Hemophilia Special Needs Factsheet
What Teachers Should Know
Hemophilia is a genetic disorder that prevents blood from clotting properly. People with hemophilia may bruise and bleed easily, and they may bleed a lot or for a long time after an injury. Bleeding can occur anywhere in the body, including in the joints, muscles, brain, or digestive tract. Some people have mild hemophilia, some moderate, and some more severe.
Hemophilia is rare and affects mostly males: Only about 1 in every 5,000 to 10,000 boys are born with it. In rare cases, girls are born with the disease.
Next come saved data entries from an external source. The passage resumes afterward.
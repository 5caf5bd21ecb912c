mod object_id;
pub use object_id::ObjectId;
use object_id::DisplayObjectId;

pub struct Logger {
	collection_id: Option<String>,
	inner: std::sync::Mutex<LoggerInner>,
}

struct LoggerInner {
	task_instance_id: Option<String>,
	sequence_number: usize,
	records: Vec<u8>,
}

impl Logger {
	pub fn new(task_instance_id: Option<String>) -> Self {
		Logger {
			collection_id: None,
			inner: std::sync::Mutex::new(LoggerInner {
				task_instance_id,
				sequence_number: 0,
				records: vec![],
			}),
		}
	}

	/// Tags every record with the ID of the project collection that the task runs in.
	#[must_use]
	pub fn with_collection_id(mut self, collection_id: Option<String>) -> Self {
		self.collection_id = collection_id;
		self
	}

	pub fn report_error(&self, err: &anyhow::Error) {
		self.report_inner(Report::Error { err });
	}

	pub fn report_warning(&self, message: std::fmt::Arguments<'_>) {
		self.report_inner(Report::Warning { message });
	}

	pub fn report_message(&self, message: std::fmt::Arguments<'_>) {
		self.report_inner(Report::Message { message });
	}

	pub async fn report_operation<F>(
		&self,
		object_type: &str,
		object_id: impl ObjectId,
		operation: ScopedObjectOperation<'_>,
		f: F,
	) -> F::Output
	where
		F: std::future::Future,
		F::Output: std::fmt::Debug,
	{
		let id = DisplayObjectId(object_id).to_string();
		let id = &*id;

		match operation {
			ScopedObjectOperation::Action { name } => {
				self.report_inner(Report::ObjectOperation { r#type: object_type, id, operation: ObjectOperation::ActionStart { name } });
				let result = f.await;
				self.report_inner(Report::ObjectOperation { r#type: object_type, id, operation: ObjectOperation::ActionEnd { name } });
				result
			},

			ScopedObjectOperation::Create { value } => {
				self.report_inner(Report::ObjectOperation { r#type: object_type, id, operation: ObjectOperation::CreateStart { value } });
				let result = f.await;
				self.report_inner(Report::ObjectOperation { r#type: object_type, id, operation: ObjectOperation::CreateEnd });
				result
			},

			ScopedObjectOperation::Delete => {
				self.report_inner(Report::ObjectOperation { r#type: object_type, id, operation: ObjectOperation::DeleteStart });
				let result = f.await;
				self.report_inner(Report::ObjectOperation { r#type: object_type, id, operation: ObjectOperation::DeleteEnd });
				result
			},

			ScopedObjectOperation::Get => {
				self.report_inner(Report::ObjectOperation { r#type: object_type, id, operation: ObjectOperation::GetStart });
				let result = f.await;
				self.report_inner(Report::ObjectOperation { r#type: object_type, id, operation: ObjectOperation::GetEnd { value: format_args!("{result:?}") } });
				result
			},

			ScopedObjectOperation::List => {
				self.report_inner(Report::ObjectOperation { r#type: object_type, id, operation: ObjectOperation::ListStart });
				let result = f.await;
				self.report_inner(Report::ObjectOperation { r#type: object_type, id, operation: ObjectOperation::ListEnd });
				result
			},
		}
	}

	pub fn report_state(&self, object_type: &str, object_id: impl ObjectId, state: std::fmt::Arguments<'_>) {
		let id = DisplayObjectId(object_id).to_string();
		self.report_inner(Report::ObjectState { r#type: object_type, id: &id, state });
	}

	/// Takes the structured records accumulated so far, as newline-delimited JSON.
	pub fn take_records(&self) -> Vec<u8> {
		let mut inner = self.inner.lock().expect("logger mutex poisoned");
		std::mem::take(&mut inner.records)
	}

	fn report_inner(&self, report: Report<'_>) {
		let timestamp = time::OffsetDateTime::now_utc();

		{
			let mut inner = self.inner.lock().expect("logger mutex poisoned");
			let LoggerInner { task_instance_id, sequence_number, records } = &mut *inner;

			*sequence_number += 1;

			let record = serde_json::to_vec(&Record {
				timestamp,
				sequence_number: *sequence_number,
				collection_id: self.collection_id.as_deref(),
				task_instance_id: task_instance_id.as_deref(),
				report,
			}).expect("could not serialize log record");
			records.extend_from_slice(&record);
			records.push(b'\n');
		}

		log::log!(report.level(), "{report}");
	}
}

#[derive(Clone, Copy)]
pub enum ScopedObjectOperation<'a> {
	Action { name: &'a str },
	Create { value: std::fmt::Arguments<'a> },
	Delete,
	Get,
	List,
}

#[derive(serde::Deserialize)]
pub struct Secret<T>(pub T);

impl<T> std::fmt::Debug for Secret<T> {
	fn fmt(&self, f: &mut std::fmt::Formatter<'_>) -> std::fmt::Result {
		f.write_str("******")
	}
}

struct Record<'a> {
	timestamp: time::OffsetDateTime,
	sequence_number: usize,
	collection_id: Option<&'a str>,
	task_instance_id: Option<&'a str>,
	report: Report<'a>,
}

#[derive(Clone, Copy)]
enum Report<'a> {
	Error {
		err: &'a anyhow::Error,
	},

	Warning {
		message: std::fmt::Arguments<'a>,
	},

	Message {
		message: std::fmt::Arguments<'a>,
	},

	ObjectOperation {
		r#type: &'a str,
		id: &'a str,
		operation: ObjectOperation<'a>,
	},

	ObjectState {
		r#type: &'a str,
		id: &'a str,
		state: std::fmt::Arguments<'a>,
	},
}

impl Report<'_> {
	fn level(&self) -> log::Level {
		match self {
			Report::Error { .. } => log::Level::Error,
			Report::Warning { .. } => log::Level::Warn,
			Report::ObjectOperation { operation: ObjectOperation::GetEnd { .. }, .. } => log::Level::Debug,
			_ => log::Level::Info,
		}
	}
}

impl std::fmt::Display for Report<'_> {
	fn fmt(&self, f: &mut std::fmt::Formatter<'_>) -> std::fmt::Result {
		match self {
			Report::Error { err } => write!(f, "{err:?}"),
			Report::Warning { message } | Report::Message { message } => write!(f, "{message}"),
			Report::ObjectOperation { r#type, id, operation } => write!(f, "{type} {id}: {operation}"),
			Report::ObjectState { r#type, id, state } => write!(f, "{type} {id} {state}"),
		}
	}
}

#[derive(Clone, Copy)]
enum ObjectOperation<'a> {
	ActionStart { name: &'a str },
	ActionEnd { name: &'a str },

	CreateStart { value: std::fmt::Arguments<'a> },
	CreateEnd,

	DeleteStart,
	DeleteEnd,

	GetStart,
	GetEnd { value: std::fmt::Arguments<'a> },

	ListStart,
	ListEnd,
}

impl ObjectOperation<'_> {
	fn name(&self) -> &'static str {
		match self {
			ObjectOperation::ActionStart { .. } => "ActionStart",
			ObjectOperation::ActionEnd { .. } => "ActionEnd",
			ObjectOperation::CreateStart { .. } => "CreateStart",
			ObjectOperation::CreateEnd => "CreateEnd",
			ObjectOperation::DeleteStart => "DeleteStart",
			ObjectOperation::DeleteEnd => "DeleteEnd",
			ObjectOperation::GetStart => "GetStart",
			ObjectOperation::GetEnd { .. } => "GetEnd",
			ObjectOperation::ListStart => "ListStart",
			ObjectOperation::ListEnd => "ListEnd",
		}
	}
}

impl std::fmt::Display for ObjectOperation<'_> {
	fn fmt(&self, f: &mut std::fmt::Formatter<'_>) -> std::fmt::Result {
		f.write_str(self.name())?;
		match self {
			ObjectOperation::ActionStart { name } | ObjectOperation::ActionEnd { name } => write!(f, " {name}"),
			ObjectOperation::CreateStart { value } | ObjectOperation::GetEnd { value } => write!(f, " {value}"),
			_ => Ok(()),
		}
	}
}

impl serde::Serialize for Record<'_> {
	fn serialize<S>(&self, serializer: S) -> Result<S::Ok, S::Error> where S: serde::Serializer {
		use serde::ser::SerializeStruct;

		let Record {
			timestamp,
			sequence_number,
			collection_id,
			task_instance_id,
			report,
		} = self;

		let mut serializer = serializer.serialize_struct("Record", 1)?;

		serializer.serialize_field("TimeCollected", &SerializeWith(timestamp))?;
		if let Some(collection_id) = collection_id {
			serializer.serialize_field("CollectionId", collection_id)?;
		}
		if let Some(task_instance_id) = task_instance_id {
			serializer.serialize_field("TaskInstanceId", task_instance_id)?;
		}
		serializer.serialize_field("SequenceNumber", sequence_number)?;
		serializer.serialize_field("Level", &SerializeWith(report.level()))?;

		match report {
			Report::Error { err } => {
				serializer.serialize_field("Exception", &format!("{err:?}"))?;
			},

			Report::Warning { message } | Report::Message { message } => {
				serializer.serialize_field("Message", &SerializeWith(message))?;
			},

			Report::ObjectOperation { r#type, id, operation } => {
				serializer.serialize_field("ObjectType", r#type)?;
				serializer.serialize_field("ObjectId", id)?;
				serializer.serialize_field("ObjectOperation", operation.name())?;
				match operation {
					ObjectOperation::ActionStart { name } | ObjectOperation::ActionEnd { name } =>
						serializer.serialize_field("ObjectAction", name)?,

					ObjectOperation::CreateStart { value } | ObjectOperation::GetEnd { value } =>
						serializer.serialize_field("ObjectValue", &SerializeWith(value))?,

					_ => (),
				}
			},

			Report::ObjectState { r#type, id, state } => {
				serializer.serialize_field("ObjectType", r#type)?;
				serializer.serialize_field("ObjectId", id)?;
				serializer.serialize_field("ObjectState", &SerializeWith(state))?;
			},
		}

		serializer.end()
	}
}

struct SerializeWith<T>(T);

impl serde::Serialize for SerializeWith<&'_ time::OffsetDateTime> {
	fn serialize<S>(&self, serializer: S) -> Result<S::Ok, S::Error> where S: serde::Serializer {
		let timestamp = self.0.format(&time::format_description::well_known::Rfc3339).map_err(serde::ser::Error::custom)?;
		serializer.serialize_str(&timestamp)
	}
}

impl serde::Serialize for SerializeWith<&'_ std::fmt::Arguments<'_>> {
	fn serialize<S>(&self, serializer: S) -> Result<S::Ok, S::Error> where S: serde::Serializer {
		serializer.collect_str(self.0)
	}
}

impl serde::Serialize for SerializeWith<log::Level> {
	fn serialize<S>(&self, serializer: S) -> Result<S::Ok, S::Error> where S: serde::Serializer {
		match self.0 {
			log::Level::Debug => serializer.serialize_str("Debug"),
			log::Level::Error => serializer.serialize_str("Error"),
			log::Level::Info => serializer.serialize_str("Information"),
			log::Level::Trace => serializer.serialize_str("Trace"),
			log::Level::Warn => serializer.serialize_str("Warning"),
		}
	}
}

#[cfg(test)]
mod tests {
	#[test]
	fn records_are_sequenced_json_lines() {
		let logger = super::Logger::new(Some("1234".to_owned()));
		logger.report_message(format_args!("hello {}", "world"));
		logger.report_state("azure/compute/virtual_machine", ("rg", "vm1"), format_args!("started"));

		let records = logger.take_records();
		let records: Vec<serde_json::Value> =
			std::str::from_utf8(&records).unwrap()
			.lines()
			.map(|line| serde_json::from_str(line).unwrap())
			.collect();
		assert_eq!(records.len(), 2);

		assert_eq!(records[0]["SequenceNumber"], 1);
		assert_eq!(records[0]["TaskInstanceId"], "1234");
		assert_eq!(records[0]["Level"], "Information");
		assert_eq!(records[0]["Message"], "hello world");

		assert_eq!(records[1]["SequenceNumber"], 2);
		assert_eq!(records[1]["ObjectType"], "azure/compute/virtual_machine");
		assert_eq!(records[1]["ObjectId"], "rg/vm1");
		assert_eq!(records[1]["ObjectState"], "started");

		assert!(logger.take_records().is_empty());
	}

	#[test]
	fn records_carry_collection_id() {
		let logger = super::Logger::new(None).with_collection_id(Some("c0ffee".to_owned()));
		logger.report_warning(format_args!("careful"));

		let records = logger.take_records();
		let record: serde_json::Value = serde_json::from_slice(records.strip_suffix(b"\n").unwrap()).unwrap();
		assert_eq!(record["CollectionId"], "c0ffee");
		assert_eq!(record["Level"], "Warning");
		assert!(record.get("TaskInstanceId").is_none());

		let logger = super::Logger::new(None);
		logger.report_message(format_args!("hello"));
		let record: serde_json::Value = serde_json::from_slice(logger.take_records().strip_suffix(b"\n").unwrap()).unwrap();
		assert!(record.get("CollectionId").is_none());
	}

	#[test]
	fn secret_is_redacted() {
		assert_eq!(format!("{:?}", super::Secret("hunter2")), "******");
	}
}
Hemophilia can affect people of any race or nationality.
Symptoms of hemophilia include:
- bruises that are unusual in location or number
- nosebleeds that won’t stop
- excessive bleeding from cuts, injuries, or after surgery
- painful or swollen joints
- blood in the urine or stool
- abnormal menstrual bleeding
Students with hemophilia may:
- need to go to the school nurse for medications or to check bruises, cuts, or bleeding
- miss class time and assignments due to doctor appointments
- have a port implanted in their chest for infusions
- wear a helmet and other protective equipment
- require adaptations to the classroom environment
- feel embarrassed or overwhelmed about their medical condition
What Teachers Can Do
Any injury to a student with hemophilia, especially to the head, should be treated as an emergency — get medical assistance immediately. Make sure your students with hemophilia have individualized care plans and be prepared to respond in accordance with the plan.
Allow assignments and class work to be made up at home in cases of absences or missed class time. In some cases, homebound instruction or tutoring might be appropriate.
Exercise is important for kids and teens with hemophilia because it makes their muscles stronger, which protects the joints. Contact sports are not safe, but they can participate in a variety of activities. Discuss with your students’ parents which physical activities are allowed and which are off limits.